Глеб только еще продумывал, какой заход должен осуществить, чтобы еще раз увидеть Алену, как она сама пожелала повидаться, предложив написать музыку для спектакля.
Когда Глеб прочел пьесу «Столичная штучка», то первым побуждением было отказаться. Он отнюдь не считал себя вправе оценивать драматургические недостатки, эта пьеса просто не легла ему на душу. Но, будучи всегда честным с самим собой до конца, Глеб усомнился в объективности своего восприятия. Это произведение было написано тем самым Сиволаповым… и, возможно, для Глеба именно поэтому пьеса встала поперек горла. Он даже попросил Люсю прочесть сей опус, но и мнение сестры оказалось таким же.
— Удивительное дело, — пожала плечами Люся, возвращая пьесу, — такое ощущение, что у этого человека какие-то серьезные проблемы со слухом. Он все время фальшивит.
Глеб решил честно признаться Алене в том, что ему было бы крайне трудно писать музыку для материала, которым он не заразился. Но все получилось совсем иначе. Алена, не спрашивая мнения Глеба о пьесе, рассказала ему, о чем будет спектакль. Глеб слушал ее, затаив дыхание и с каждой минутой ощущая, какой энергетической мощью и фантастическим художественным даром владеет эта женщина. Она поведала ему совсем другую историю, в ней те же персонажи, чье блеклое и неубедительное существование сводилось к примитивным стереотипам на страницах рукописи, жили в полную силу, любили, ненавидели, страдали и, не находя выхода, совершали страшные смертные грехи. Уверенно вторгаясь в сферу, казалось бы для нее чужую, Алена буквально на пальцах сумела выразить то, что ей нужно от Глеба.
— Человеку не дано судить ближнего. Поэтому таким судьей в нашем спектакле станет музыка. Она не должна быть просто фоном или отдельными темами того или иного героя, она должна сама стать полноправным персонажем, интуицией, предупреждением, больным предчувствием, метанием совести — тем, что еще не оформилось в сознании человека, а только зреет и лишь на уровне бессознательного начинает проникать в душу. Поэтому музыка должна быть иногда перпендикулярной тому, чем живет герой. Она все время опережает человека. Как невидимый ангел-хранитель, пытающийся уберечь от ошибки, потому что ему одному ведома кара, которая будет неизбежной… но человек не слышит, он слишком упоен своей самостью, своим беспредельным эго… Я понимаю, это очень трудная задача. Но я чувствую вас как композитора и прошу не отказываться.
К концу их разговора в кабинете Алены появился Сиволапов.
— Зайка, я не помешаю? — спросил он, усаживаясь в кресло напротив Глеба.
Алена с откровенным обожанием окинула взглядом синеглазого красавца и теплым, влажным голосом ответила:
— А мы уже, собственно, поговорили.
У Глеба мучительно сжалось сердце. Уже готовый к тому, чтобы согласиться писать музыку, переполненный до краев восторгом и нежностью к этой женщине, он вдруг ужаснулся тому, что должен будет видеть ее ласковый лучистый взгляд, адресованный другому мужчине.

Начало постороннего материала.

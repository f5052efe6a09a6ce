use bigdecimal::BigDecimal;
use chrono::NaiveDateTime;
use serde::{Deserialize, Serialize};
use sqlx::PgExecutor;
use ulid::Ulid;

use crate::utils::pagination::{Paginated, Pagination};

#[derive(Serialize, Clone, Debug, sqlx::FromRow)]
pub struct Restaurant {
    pub id: String,
    pub owner_id: String,
    pub name: String,
    pub description: String,
    pub logo: Option<String>,
    pub address: String,
    pub phone_number: Option<String>,
    pub is_open: bool,
    pub is_active: bool,
    pub rating: BigDecimal,
    pub rating_count: i32,
    pub is_deleted: bool,
    pub created_at: NaiveDateTime,
    pub updated_at: Option<NaiveDateTime>,
}

#[derive(Debug)]
pub enum Error {
    UnexpectedError,
}

type Result<T> = std::result::Result<T, Error>;

pub struct CreateRestaurantPayload {
    pub owner_id: String,
    pub name: String,
    pub description: String,
    pub address: String,
    pub phone_number: Option<String>,
}

pub async fn create<'e, E: PgExecutor<'e>>(
    e: E,
    payload: CreateRestaurantPayload,
) -> Result<Restaurant> {
    sqlx::query_as::<_, Restaurant>(
        "
        INSERT INTO restaurants (
            id,
            owner_id,
            name,
            description,
            address,
            phone_number
        )
        VALUES ($1, $2, $3, $4, $5, $6)
        RETURNING *
        ",
    )
    .bind(Ulid::new().to_string())
    .bind(payload.owner_id.clone())
    .bind(payload.name)
    .bind(payload.description)
    .bind(payload.address)
    .bind(payload.phone_number)
    .fetch_one(e)
    .await
    .map_err(|err| {
        tracing::error!(
            "Error occurred while creating a restaurant for {}: {}",
            payload.owner_id,
            err
        );
        Error::UnexpectedError
    })
}

pub async fn find_by_id<'e, E: PgExecutor<'e>>(e: E, id: String) -> Result<Option<Restaurant>> {
    sqlx::query_as::<_, Restaurant>("SELECT * FROM restaurants WHERE id = $1")
        .bind(id.clone())
        .fetch_optional(e)
        .await
        .map_err(|err| {
            tracing::error!(
                "Error occurred while fetching restaurant with id {}: {}",
                id,
                err
            );
            Error::UnexpectedError
        })
}

/// Restaurants customers are allowed to see.
pub async fn find_visible_by_id<'e, E: PgExecutor<'e>>(
    e: E,
    id: String,
) -> Result<Option<Restaurant>> {
    sqlx::query_as::<_, Restaurant>(
        "SELECT * FROM restaurants WHERE id = $1 AND is_active = TRUE AND is_deleted = FALSE",
    )
    .bind(id.clone())
    .fetch_optional(e)
    .await
    .map_err(|err| {
        tracing::error!(
            "Error occurred while fetching visible restaurant with id {}: {}",
            id,
            err
        );
        Error::UnexpectedError
    })
}

pub async fn find_by_owner_id<'e, E: PgExecutor<'e>>(
    e: E,
    owner_id: String,
) -> Result<Option<Restaurant>> {
    sqlx::query_as::<_, Restaurant>(
        "SELECT * FROM restaurants WHERE owner_id = $1 AND is_deleted = FALSE",
    )
    .bind(owner_id.clone())
    .fetch_optional(e)
    .await
    .map_err(|err| {
        tracing::error!(
            "Error occurred while fetching restaurant of owner {}: {}",
            owner_id,
            err
        );
        Error::UnexpectedError
    })
}

#[derive(Deserialize, Default)]
pub struct Filters {
    pub search: Option<String>,
    pub is_open: Option<bool>,
}

const VISIBLE_CONDITION: &str = "
    is_active = TRUE
    AND is_deleted = FALSE
    AND ($1::TEXT IS NULL OR name ILIKE CONCAT('%', $1, '%'))
    AND ($2::BOOLEAN IS NULL OR is_open = $2)
";

pub async fn find_many<'e, E: PgExecutor<'e> + Copy>(
    e: E,
    pagination: Pagination,
    filters: Filters,
) -> Result<Paginated<Restaurant>> {
    let items_sql = format!(
        "SELECT * FROM restaurants WHERE {} ORDER BY rating DESC, created_at DESC LIMIT $3 OFFSET $4",
        VISIBLE_CONDITION
    );
    let count_sql = format!("SELECT COUNT(*) FROM restaurants WHERE {}", VISIBLE_CONDITION);

    let restaurants = sqlx::query_as::<_, Restaurant>(&items_sql)
        .bind(filters.search.clone())
        .bind(filters.is_open)
        .bind(pagination.limit())
        .bind(pagination.offset())
        .fetch_all(e)
        .await
        .map_err(|err| {
            tracing::error!("Error occurred while fetching restaurants: {}", err);
            Error::UnexpectedError
        })?;

    let total = sqlx::query_scalar::<_, i64>(&count_sql)
        .bind(filters.search)
        .bind(filters.is_open)
        .fetch_one(e)
        .await
        .map_err(|err| {
            tracing::error!("Error occurred while counting restaurants: {}", err);
            Error::UnexpectedError
        })?;

    Ok(Paginated::from_query(restaurants, total, &pagination))
}

pub struct UpdateRestaurantPayload {
    pub name: Option<String>,
    pub description: Option<String>,
    pub logo: Option<String>,
    pub address: Option<String>,
    pub phone_number: Option<String>,
    pub is_open: Option<bool>,
}

pub async fn update_by_id<'e, E: PgExecutor<'e>>(
    e: E,
    id: String,
    payload: UpdateRestaurantPayload,
) -> Result<Restaurant> {
    sqlx::query_as::<_, Restaurant>(
        "
        UPDATE restaurants SET
            name = COALESCE($1, name),
            description = COALESCE($2, description),
            logo = COALESCE($3, logo),
            address = COALESCE($4, address),
            phone_number = COALESCE($5, phone_number),
            is_open = COALESCE($6, is_open),
            updated_at = NOW()
        WHERE
            id = $7
        RETURNING *
        ",
    )
    .bind(payload.name)
    .bind(payload.description)
    .bind(payload.logo)
    .bind(payload.address)
    .bind(payload.phone_number)
    .bind(payload.is_open)
    .bind(id.clone())
    .fetch_one(e)
    .await
    .map_err(|err| {
        tracing::error!(
            "Error occurred while updating restaurant {}: {}",
            id,
            err
        );
        Error::UnexpectedError
    })
}

pub async fn set_active_by_owner_id<'e, E: PgExecutor<'e>>(
    e: E,
    owner_id: String,
    is_active: bool,
) -> Result<()> {
    sqlx::query("UPDATE restaurants SET is_active = $1, updated_at = NOW() WHERE owner_id = $2")
        .bind(is_active)
        .bind(owner_id.clone())
        .execute(e)
        .await
        .map(|_| ())
        .map_err(|err| {
            tracing::error!(
                "Error occurred while toggling restaurant of owner {}: {}",
                owner_id,
                err
            );
            Error::UnexpectedError
        })
}

/// Recomputes the average rating from every stored rate.
pub async fn refresh_rating<'e, E: PgExecutor<'e>>(e: E, id: String) -> Result<Restaurant> {
    sqlx::query_as::<_, Restaurant>(
        "
        UPDATE restaurants SET
            rating = COALESCE(
                (SELECT ROUND(AVG(rating)::NUMERIC, 2) FROM rates WHERE restaurant_id = $1),
                0
            ),
            rating_count = (SELECT COUNT(*) FROM rates WHERE restaurant_id = $1),
            updated_at = NOW()
        WHERE
            id = $1
        RETURNING *
        ",
    )
    .bind(id.clone())
    .fetch_one(e)
    .await
    .map_err(|err| {
        tracing::error!(
            "Error occurred while refreshing rating of restaurant {}: {}",
            id,
            err
        );
        Error::UnexpectedError
    })
}

pub async fn count<'e, E: PgExecutor<'e>>(e: E) -> Result<i64> {
    sqlx::query_scalar::<_, i64>("SELECT COUNT(*) FROM restaurants WHERE is_deleted = FALSE")
        .fetch_one(e)
        .await
        .map_err(|err| {
            tracing::error!("Error occurred while counting restaurants: {}", err);
            Error::UnexpectedError
        })
}

pub fn is_accepting_orders(restaurant: &Restaurant) -> bool {
    restaurant.is_active && restaurant.is_open && !restaurant.is_deleted
}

— Ну и как? Согласны? — самоуверенно поинтересовался Сиволапов. — Тогда бегу за шампанским.
— Не стоит спешить. — Алена мгновенно уловила смену настроения Глеба и вопросительно заглянула ему в глаза.
Глеб встал.
— Я должен подумать, Алена Владимировна. Если не возражаете, позвоню дня через три…
Однако его «главная женщина» распорядилась иначе. Вернувшись из театра, Глеб лег в постель и мысленно прокручивал разговор с Аленой. Поворочавшись без сна несколько часов, он вдруг почувствовал знакомую нехватку воздуха в груди. Быстро включив свет, он кинулся к роялю и, прикрыв веки, увидел перед собой милое серьезное лицо Алены с расширенными вдохновением зрачками пристальных глубоких глаз цвета меда, услышал ее обволакивающий глуховатый голос. Вдохнул всей грудью невесть откуда взявшийся острый, свежий, сводящий с ума запах черемухи, и из самой глубины трепещущей души полились страстными всполохами тревожных прозрений звуки основной темы спектакля…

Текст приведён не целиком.